Madera County Probation partners with Valley State Prison to help at-risk kids
By Lt. Matthew R. Osborn, AA/Public Information Officer
Valley State Prison
A state prison program targeting at-risk kids recently saw a group come through a facility in Madera County.
Valley State Prison Re-Direct Youth Diversion program helps at risk youth re-direct their lives by inmates sharing their stories with the youth and following up.
At risk youth from Madera County participated in the program in mid-January.
Inmates volunteer to participate in the program and must complete training in parenting, conflict resolution, self-esteem, guidance and discipline, family relationships, communications, family traditions and behavior. The training process takes about six months.
Volunteer staff at Valley State Prison, along with Madera County Probation, have committed to providing at-risk youth with resources to assist them before they begin committing serious crimes.
In a nutshell, the youth were given a tour of the institution and then counseled by volunteer inmates. While helping steer young people away from risky behaviors, the program also helps inmates in their rehabilitation by giving back, according to officials with the program.
Valley State Prison Re-Direct Youth Diversion program’s goal is to give insight to the youth on the effects of negative behavior and what their consequences may be if they choose to continue down their negative path.

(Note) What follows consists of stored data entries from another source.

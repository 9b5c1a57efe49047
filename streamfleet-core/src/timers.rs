//! Deadlines persisted in the shared store.
//!
//! Follow-up checks (handover verification, update completion) are sorted-set
//! members scored by due time. Whoever removes a member first owns it, so
//! concurrent supervisors never run the same timer twice.

use std::fmt;
use std::sync::Arc;

use chrono::{DateTime, Utc};
use serde::{Deserialize, Serialize};
use uuid::Uuid;

use crate::codec::{decode_record, encode_record};
use crate::store::{SharedStore, StoreError, StoreResult};

const TIMER_KEY: &str = "fleet:timers";

#[derive(Debug, Clone, PartialEq, Eq, Serialize, Deserialize)]
#[serde(tag = "kind", rename_all = "SCREAMING_SNAKE_CASE")]
pub enum TimerKind {
    HandoverCheck { node_id: String },
    UpdateCompletionCheck { node_id: String, version: String },
}

impl TimerKind {
    pub fn node_id(&self) -> &str {
        match self {
            TimerKind::HandoverCheck { node_id } => node_id,
            TimerKind::UpdateCompletionCheck { node_id, .. } => node_id,
        }
    }
}

#[derive(Debug, Clone, PartialEq, Serialize, Deserialize)]
pub struct Timer {
    pub id: String,
    pub kind: TimerKind,
    pub due_at: DateTime<Utc>,
}

#[derive(Clone)]
pub struct TimerQueue {
    store: Arc<dyn SharedStore>,
}

impl fmt::Debug for TimerQueue {
    fn fmt(&self, f: &mut fmt::Formatter<'_>) -> fmt::Result {
        f.debug_struct("TimerQueue").finish_non_exhaustive()
    }
}

impl TimerQueue {
    pub fn new(store: Arc<dyn SharedStore>) -> Self {
        Self { store }
    }

    pub fn schedule(&self, kind: TimerKind, due_at: DateTime<Utc>) -> StoreResult<Timer> {
        let timer = Timer {
            id: Uuid::new_v4().to_string(),
            kind,
            due_at,
        };
        self.store.zadd(
            TIMER_KEY,
            &encode_record(&timer)?,
            due_at.timestamp_millis() as f64,
        )?;
        Ok(timer)
    }

    /// Removes and returns every timer due at or before `now`, earliest first.
    pub fn claim_due(&self, now: DateTime<Utc>) -> StoreResult<Vec<Timer>> {
        let mut claimed = Vec::new();
        for (member, _) in self
            .store
            .zrange_by_score(TIMER_KEY, now.timestamp_millis() as f64)?
        {
            if self.store.zrem(TIMER_KEY, &member)? {
                claimed.push(decode_record(&member).map_err(StoreError::from)?);
            }
        }
        Ok(claimed)
    }

    pub fn pending(&self) -> StoreResult<Vec<Timer>> {
        self.store
            .zrange_by_score(TIMER_KEY, f64::MAX)?
            .into_iter()
            .map(|(member, _)| decode_record(&member).map_err(StoreError::from))
            .collect()
    }

    /// Drops every pending timer for `node_id`.
    pub fn cancel_for_node(&self, node_id: &str) -> StoreResult<usize> {
        let mut removed = 0;
        for (member, _) in self.store.zrange_by_score(TIMER_KEY, f64::MAX)? {
            let timer: Timer = decode_record(&member)?;
            if timer.kind.node_id() == node_id && self.store.zrem(TIMER_KEY, &member)? {
                removed += 1;
            }
        }
        Ok(removed)
    }
}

It also reminds them not to take for granted the freedoms they have in life now and that the choice is theirs.
- The youth were brought into the institution by custody staff and introduced to the inmates. Once inside the facility staff members inform the youth of the prison rules. The kids were then served breakfast and given a lunch just as the inmates receive.
- They were then escorted into one of the Housing Units, where they were able to experience the reality of where the inmates live day-to-day.
- The kids are then taken to the visiting room where the inmates introduce themselves to the youth. The inmates talk about their crimes and life experiences that resulted in them being in prison.
- At this point, the youth’s demeanor starts to change and as inmates begin to speak to them utilizing the training they received. The youth are divided into groups of five, attempting to get them to open up about their negative behavior and getting to the cause of it.
- After the group sessions, the youth stand before everyone and voice their commitment to change their behavior.
- All participants receive certificates of completion. A follow up is then done by Madera County Probation where the inmates are notified how the youth are doing since their visit to the prison.